--- Working data ---
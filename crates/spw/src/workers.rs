//! 🧵 Background workers. Each one owns its state, gets spawned once, and
//! reports back through its `JoinHandle` when it is done.
//!
//! - `SealTimer` (pipeline/buffer.rs): seals batches on their interval.
//! - `DeliveryWorker` (pipeline/delivery_worker.rs): sink writes, retries, backups.
//! - `BatchConsumer` (consumer.rs): queue → pipeline, ack after hand-off.

use anyhow::Result;
use tokio::task::JoinHandle;

// A background worker, that does work. duh.
pub(crate) trait Worker {
    fn start(self) -> JoinHandle<Result<()>>;
}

--- Try it ---
Transcribe the listing so that each line matches exactly.

--- Solution to this exercise ---
filename crates/spw/src/workers.rs
//! 🧵 Background workers. Each one owns its state, gets spawned once, and
//! reports back through its `JoinHandle` when it is done.
//!
//! - `SealTimer` (pipeline/buffer.rs): seals batches on their interval.
//! - `DeliveryWorker` (pipeline/delivery_worker.rs): sink writes, retries, backups.
//! - `BatchConsumer` (consumer.rs): queue → pipeline, ack after hand-off.

use anyhow::Result;
use tokio::task::JoinHandle;

// A background worker, that does work. duh.
pub(crate) trait Worker {
    fn start(self) -> JoinHandle<Result<()>>;
}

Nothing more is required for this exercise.